The gravestone bears two names now, Mary-Ann Carson and Hayley Carson. Mother, and daughter. Now that I’m here, I don’t know what I’ve come for. I just know that I’ve missed her. That I’d give anything to have another pointless conversation with her, and tell her about what was going on at the club.

“I’m sorry I haven’t been to see you, Hay.” I crouch down and speak to the stone. It doesn’t seem as pathetic as I thought it would when I imagine her pissed-off face glaring back at me expecting an explanation. “The club’s been crazy busy…” The space between my eyes stings, and the lump in my throat grows thicker. “Truth is, I haven’t been able to face ya,” I admit, my voice coming out hoarse. “Like, maybe if I didn’t come see ya here, you might just rock up someday and shout, Surprise!” When I realize how stupid that sounds, I imagine her rolling her eyes at me.

“I guess what I really came here to tell ya, is that I’m sorry.

I read your letters, it took me some time but I read them all, and I feel so fuckin’ special that you had those feelings for me, Hay.

I didn’t know how to take it at first, but I’ve thought on it hard, and what me and you had… It was so much more than love. You got me through losing my parents. You got me through losing your mom. You loved me for who I am, and for all the years I had you in my life, you gave me a purpose. Then after all that, you gave me Maddy. And I can’t tell you how thankful I am for that, Hay, ‘cause she’s been the one that’s got me through losing you.” My voice breaks and I try to swallow so I can finish what I need her to hear.

“No one has ever done anything like that for me, and it kills me every day that I’ll never get to repay you for it.

I ain’t ever gonna get over losing you. Not even killing Clunk has made that pain go away. But I want to be good enough, Hay.” I feel a tear slip down my cheek and quickly rub it away.

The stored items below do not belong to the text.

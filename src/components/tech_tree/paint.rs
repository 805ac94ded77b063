//! Executes [`DrawCommand`]s on a 2D canvas context.
//!
//! Labels are not painted here; the component lays them out as DOM elements
//! above the canvas.

use std::f64::consts::PI;

use web_sys::CanvasRenderingContext2d;

use crate::tree::CanvasSize;

use super::render::{DrawCommand, Frame};
use super::theme::Theme;

/// Clears the canvas and draws every command of `frame` in order.
pub fn paint(ctx: &CanvasRenderingContext2d, frame: &Frame, size: CanvasSize, theme: &Theme) {
	let (w, h) = (f64::from(size.width), f64::from(size.height));
	ctx.set_fill_style_str(&theme.background.to_css());
	ctx.fill_rect(0.0, 0.0, w, h);

	// Dashes are explicit segments; the stroke itself is always solid.
	let _ = ctx.set_line_dash(&js_sys::Array::new());
	ctx.set_line_cap("round");

	for command in &frame.commands {
		match command {
			DrawCommand::Line {
				from,
				to,
				color,
				width,
			} => {
				ctx.set_stroke_style_str(&color.to_css());
				ctx.set_line_width(*width);
				ctx.begin_path();
				ctx.move_to(from.x, from.y);
				ctx.line_to(to.x, to.y);
				ctx.stroke();
			}
			DrawCommand::Circle {
				center,
				radius,
				fill,
				stroke,
				stroke_width,
			} => {
				ctx.begin_path();
				let _ = ctx.arc(center.x, center.y, *radius, 0.0, 2.0 * PI);
				ctx.set_fill_style_str(&fill.to_css());
				ctx.fill();
				ctx.set_stroke_style_str(&stroke.to_css());
				ctx.set_line_width(*stroke_width);
				ctx.stroke();
			}
			DrawCommand::Polygon {
				points,
				fill,
				stroke,
				stroke_width,
			} => {
				let Some((first, rest)) = points.split_first() else {
					continue;
				};
				ctx.begin_path();
				ctx.move_to(first.x, first.y);
				for p in rest {
					ctx.line_to(p.x, p.y);
				}
				ctx.close_path();
				ctx.set_fill_style_str(&fill.to_css());
				ctx.fill();
				ctx.set_stroke_style_str(&stroke.to_css());
				ctx.set_line_width(*stroke_width);
				ctx.stroke();
			}
		}
	}
}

“I wanna take the opportunities you’ve given me with Maddy and make you so fuckin’ proud. But I don’t know how to do that without you to tell me when I fuck up. I try and ask myself what you’d do when I’m unsure, but it ain’t the same… It’ll never be the same without you here.” I wipe more tears away and scrub my face, trying to gain more composure.

“I may not have loved you in the same way as you loved me, but don’t be thinking that I didn’t love you in my own way, Hay. I loved you enough to have taken your place, and I love you enough to be still hurting like I only lost you yesterday.

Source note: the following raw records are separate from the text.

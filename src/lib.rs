//! tech-tree: Interactive technology-tree viewer and editor for courses.
//!
//! This crate decodes a course's tree of learning nodes from its JSON wire
//! format, checks node states against prerequisites, and renders the tree on
//! a canvas where nodes can be selected and dragged while the JSON stays in
//! sync.

use leptos::prelude::*;
use leptos_meta::*;
use log::{Level, info};
use wasm_bindgen::JsCast;
use web_sys::{HtmlScriptElement, Window};

pub mod components;
pub mod tree;

pub use components::tech_tree::{EditLoop, RenderConfig, TechTreeCanvas};
pub use tree::{DecodeError, Graph, decode, encode};

use tree::{FetchError, TreeSource};

/// Initialize logging and panic hooks for the WASM target.
pub fn init_logging() {
	let _ = console_log::init_with_level(Level::Debug);
	console_error_panic_hook::set_once();
	info!("tech-tree: logging initialized");
}

/// Reads tree JSON embedded in the page as `<script id="..." type="application/json">`.
///
/// When the element carries a `data-course-id` attribute, only that course
/// is served from it.
pub struct DomTreeSource {
	element_id: String,
}

impl DomTreeSource {
	pub fn new(element_id: impl Into<String>) -> Self {
		Self {
			element_id: element_id.into(),
		}
	}

	fn script(&self) -> Option<HtmlScriptElement> {
		let window: Window = web_sys::window()?;
		let document = window.document()?;
		let element = document.get_element_by_id(&self.element_id)?;
		element.dyn_into().ok()
	}

	/// Course embedded in the page, if there is a tree element at all.
	pub fn embedded_course(&self) -> Option<String> {
		let script = self.script()?;
		Some(script.get_attribute("data-course-id").unwrap_or_default())
	}
}

impl TreeSource for DomTreeSource {
	fn fetch_tree(&self, course_id: &str) -> Result<String, FetchError> {
		let script = self.script().ok_or_else(|| {
			FetchError::Unavailable(format!("no element #{}", self.element_id))
		})?;
		if script
			.get_attribute("data-course-id")
			.is_some_and(|embedded| embedded != course_id)
		{
			return Err(FetchError::NotFound(course_id.to_string()));
		}
		script
			.text()
			.map_err(|_| FetchError::Unavailable(format!("unreadable element #{}", self.element_id)))
	}
}

/// Main application component.
/// Shows the tree embedded in the page, or the sample tree when there is none.
#[component]
pub fn App() -> impl IntoView {
	provide_meta_context();

	let mut edit = EditLoop::new(Some(tree::sample::sample_tree()), RenderConfig::default());
	let source = DomTreeSource::new("tree-data");
	match source.embedded_course() {
		Some(course) => {
			edit.load(&source, &course);
		}
		None => info!("tech-tree: no embedded tree, showing sample"),
	}

	view! {
		<Html attr:lang="en" attr:dir="ltr" attr:data-theme="dark" />
		<Title text="Technology Tree" />
		<Meta charset="UTF-8" />
		<Meta name="viewport" content="width=device-width, initial-scale=1.0" />

		<main class="tech-tree-page">
			<h1>"Technology Tree"</h1>
			<p class="subtitle">"Click a node to select it. Drag to move. Edit the JSON to reshape the tree."</p>
			<TechTreeCanvas edit=edit />
		</main>
	}
}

I got to get back to the club, but I promise to come see you again… both of you.” I lean closer to the headstone, touching my fingers over the bumpy letters naming the woman who had taken me in as her own when I was twelve. “Take care of my girl, Mary-Ann.”

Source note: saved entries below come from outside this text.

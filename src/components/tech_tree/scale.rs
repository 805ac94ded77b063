//! Geometry constants for drawing and hit-testing the tree.
//!
//! All values are in tree-space pixels, the same units as node positions.
//! They do not change with zoom; the canvas is drawn 1:1.
//!
//! Every shape has a *nominal radius*. It is the drawn radius for circles and
//! hexagons, and the pick radius for all shapes. Picking always tests against
//! a circle of that radius, so the corners of a square (and the flats of a
//! hexagon) are not an exact match for the drawn outline.

use std::f64::consts::PI;

use crate::tree::NodeShape;

/// Node shape sizes.
#[derive(Clone, Debug, PartialEq)]
pub struct NodeGeometry {
	/// Radius of `circular` (and unknown-style) nodes.
	pub circle_radius: f64,
	/// Circumradius of `hexagon` nodes.
	pub hexagon_radius: f64,
	/// Side length of `square` nodes.
	pub square_side: f64,
	/// Nominal radius used to pick and route edges to `square` nodes.
	pub square_radius: f64,
	/// Outline width for every shape.
	pub border_width: f64,
	/// Outline width for the selected node.
	pub selected_border_width: f64,
}

/// Edge stroke parameters.
#[derive(Clone, Debug, PartialEq)]
pub struct EdgeGeometry {
	pub line_width: f64,
	/// Length of each drawn segment of a `dashed_line`.
	pub dash: f64,
	/// Length of each gap of a `dashed_line`.
	pub gap: f64,
	/// Length of each arm of a `solid_arrow` head.
	pub arrow_length: f64,
	/// Angle between an arrow arm and the edge, in radians.
	pub arrow_spread: f64,
	/// Opacity multiplier for `plain` edges.
	pub plain_alpha: f64,
	/// Upper bound on segments drawn for one `dashed_line`.
	pub max_dashes: usize,
}

/// Label overlay placement.
#[derive(Clone, Debug, PartialEq)]
pub struct LabelGeometry {
	/// Gap between the bottom of a node's nominal circle and its label.
	pub offset: f64,
	/// Font size in CSS pixels.
	pub font_size: f64,
}

/// Complete rendering configuration.
#[derive(Clone, Debug, PartialEq)]
pub struct RenderConfig {
	pub node: NodeGeometry,
	pub edge: EdgeGeometry,
	pub label: LabelGeometry,
}

impl Default for RenderConfig {
	fn default() -> Self {
		Self {
			node: NodeGeometry {
				circle_radius: 25.0,
				hexagon_radius: 30.0,
				square_side: 50.0,
				square_radius: 30.0,
				border_width: 2.0,
				selected_border_width: 3.0,
			},
			edge: EdgeGeometry {
				line_width: 2.0,
				dash: 5.0,
				gap: 5.0,
				arrow_length: 10.0,
				arrow_spread: PI / 6.0,
				plain_alpha: 0.3,
				max_dashes: 2_000,
			},
			label: LabelGeometry {
				offset: 12.0,
				font_size: 12.0,
			},
		}
	}
}

impl RenderConfig {
	/// Pick and edge-routing radius for a shape.
	pub fn nominal_radius(&self, shape: NodeShape) -> f64 {
		match shape {
			NodeShape::Hexagon => self.node.hexagon_radius,
			NodeShape::Square => self.node.square_radius,
			NodeShape::Circular | NodeShape::Default => self.node.circle_radius,
		}
	}
}

#[cfg(test)]
mod tests {
	use super::*;

	#[test]
	fn nominal_radii() {
		let config = RenderConfig::default();
		assert_eq!(config.nominal_radius(NodeShape::Circular), 25.0);
		assert_eq!(config.nominal_radius(NodeShape::Default), 25.0);
		assert_eq!(config.nominal_radius(NodeShape::Hexagon), 30.0);
		assert_eq!(config.nominal_radius(NodeShape::Square), 30.0);
	}
}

Bringing my fingers to my lips, I feel the shake in them as I kiss them and press them over Hayley's name.

“I ain’t ever gonna be ready to say goodbye to you, pretty girl,” I whisper, standing back up and making my way toward my bike. I sense something behind me and stop to turn around, feeling stupid for expecting her to be there, waving me goodbye like she always did when I used to leave the lodge.

It’s just a gust of wind on a still day. But I smile back at her anyway.

“And tomorrow, Ella’s gonna let me take care of Dylan while Prez takes her and Maddy to her final dress fitting in town,” Gracie explains excitedly, as she sits on the couch beside me and snuggles her body into mine. I've been listening to her tell me about her day since I got out the shower. And strangely, I don’t find it irritating. Actually, it makes me feel kinda good. I’d been thinking about her, and what she’d be doing while I’d been gone. I was thinking about her while I slit Donald Ashby’s throat and watched Satan steal his soul. In fact, I can’t the girl out of my head.

Ashby was the second person on the list that Gracie's mom and her partner had put together. And while I sit here on my couch listening to CIA agent Helen Scott’s daughter chatter about her day, her enthusiastic smile putting a warmth in my chest, I wonder what the woman would think if she knew a man like me was so close to her daughter.

“Brax, are you even listening to me?” Gracie laughs, her hand resting on my chest and her body nestling closer to mine.

“I’m listening,” I tell her, focusing solely on her now, the way her eyes have lit up over the past week and her smile being so permanent makes me believe for a moment that she could be happy here.